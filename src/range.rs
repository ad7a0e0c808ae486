//! Range-scoped scripts
//!
//! ## Table of Contents
//! - **ScriptRange**: A script bound to a half-open `[min, max)` band
//! - **ScriptRangeList**: Ranges in registration order, with selection
//!
//! Registration performs no validation. Ranges may overlap or leave gaps;
//! selection returns every band containing the value, in registration
//! order, so overlapping scripts compose (a fade band over a detail band).

use crate::script::ScriptRef;

/// A script applied while the operating value is within `[min_range, max_range)`
#[derive(Debug, Clone)]
pub struct ScriptRange {
    /// Inclusive lower bound
    pub min_range: f64,
    /// Exclusive upper bound
    pub max_range: f64,
    /// Script to apply
    pub script: ScriptRef,
}

impl ScriptRange {
    /// Create a new range
    pub fn new(min_range: f64, max_range: f64, script: ScriptRef) -> Self {
        Self {
            min_range,
            max_range,
            script,
        }
    }

    /// `min <= value < max`; NaN never matches
    pub fn contains(&self, value: f64) -> bool {
        self.min_range <= value && value < self.max_range
    }
}

/// Script ranges in registration order
#[derive(Debug, Clone, Default)]
pub struct ScriptRangeList {
    ranges: Vec<ScriptRange>,
}

impl ScriptRangeList {
    /// Create an empty list
    pub fn new() -> Self {
        Self::default()
    }

    /// Append a range
    pub fn push(&mut self, range: ScriptRange) {
        self.ranges.push(range);
    }

    /// Every range containing `value`, in registration order
    pub fn matching(&self, value: f64) -> impl Iterator<Item = &ScriptRange> {
        self.ranges.iter().filter(move |r| r.contains(value))
    }

    /// Scripts for `value`, in the order they are to be applied
    pub fn select(&self, value: f64) -> Vec<ScriptRef> {
        self.matching(value).map(|r| r.script.clone()).collect()
    }

    /// All ranges
    pub fn iter(&self) -> std::slice::Iter<'_, ScriptRange> {
        self.ranges.iter()
    }

    /// Number of ranges
    pub fn len(&self) -> usize {
        self.ranges.len()
    }

    /// Check if no ranges are registered
    pub fn is_empty(&self) -> bool {
        self.ranges.is_empty()
    }

    /// Remove all ranges
    pub fn clear(&mut self) {
        self.ranges.clear();
    }
}

impl<'a> IntoIterator for &'a ScriptRangeList {
    type Item = &'a ScriptRange;
    type IntoIter = std::slice::Iter<'a, ScriptRange>;

    fn into_iter(self) -> Self::IntoIter {
        self.ranges.iter()
    }
}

----------------

● **Task requirements**: Set every record down word for word, omitting none.

● **Output for this exercise**:
filename src/range.rs
repository ad7a0e0c808ae486
//! Range-scoped scripts
//!
//! ## Table of Contents
//! - **ScriptRange**: A script bound to a half-open `[min, max)` band
//! - **ScriptRangeList**: Ranges in registration order, with selection
//!
//! Registration performs no validation. Ranges may overlap or leave gaps;
//! selection returns every band containing the value, in registration
//! order, so overlapping scripts compose (a fade band over a detail band).

use crate::script::ScriptRef;

/// A script applied while the operating value is within `[min_range, max_range)`
#[derive(Debug, Clone)]
pub struct ScriptRange {
    /// Inclusive lower bound
    pub min_range: f64,
    /// Exclusive upper bound
    pub max_range: f64,
    /// Script to apply
    pub script: ScriptRef,
}

impl ScriptRange {
    /// Create a new range
    pub fn new(min_range: f64, max_range: f64, script: ScriptRef) -> Self {
        Self {
            min_range,
            max_range,
            script,
        }
    }

    /// `min <= value < max`; NaN never matches
    pub fn contains(&self, value: f64) -> bool {
        self.min_range <= value && value < self.max_range
    }
}

/// Script ranges in registration order
#[derive(Debug, Clone, Default)]
pub struct ScriptRangeList {
    ranges: Vec<ScriptRange>,
}

impl ScriptRangeList {
    /// Create an empty list
    pub fn new() -> Self {
        Self::default()
    }

    /// Append a range
    pub fn push(&mut self, range: ScriptRange) {
        self.ranges.push(range);
    }

    /// Every range containing `value`, in registration order
    pub fn matching(&self, value: f64) -> impl Iterator<Item = &ScriptRange> {
        self.ranges.iter().filter(move |r| r.contains(value))
    }

    /// Scripts for `value`, in the order they are to be applied
    pub fn select(&self, value: f64) -> Vec<ScriptRef> {
        self.matching(value).map(|r| r.script.clone()).collect()
    }

    /// All ranges
    pub fn iter(&self) -> std::slice::Iter<'_, ScriptRange> {
        self.ranges.iter()
    }

    /// Number of ranges
    pub fn len(&self) -> usize {
        self.ranges.len()
    }

    /// Check if no ranges are registered
    pub fn is_empty(&self) -> bool {
        self.ranges.is_empty()
    }

    /// Remove all ranges
    pub fn clear(&mut self) {
        self.ranges.clear();
    }
}

impl<'a> IntoIterator for &'a ScriptRangeList {
    type Item = &'a ScriptRange;
    type IntoIter = std::slice::Iter<'a, ScriptRange>;

    fn into_iter(self) -> Self::IntoIter {
        self.ranges.iter()
    }
}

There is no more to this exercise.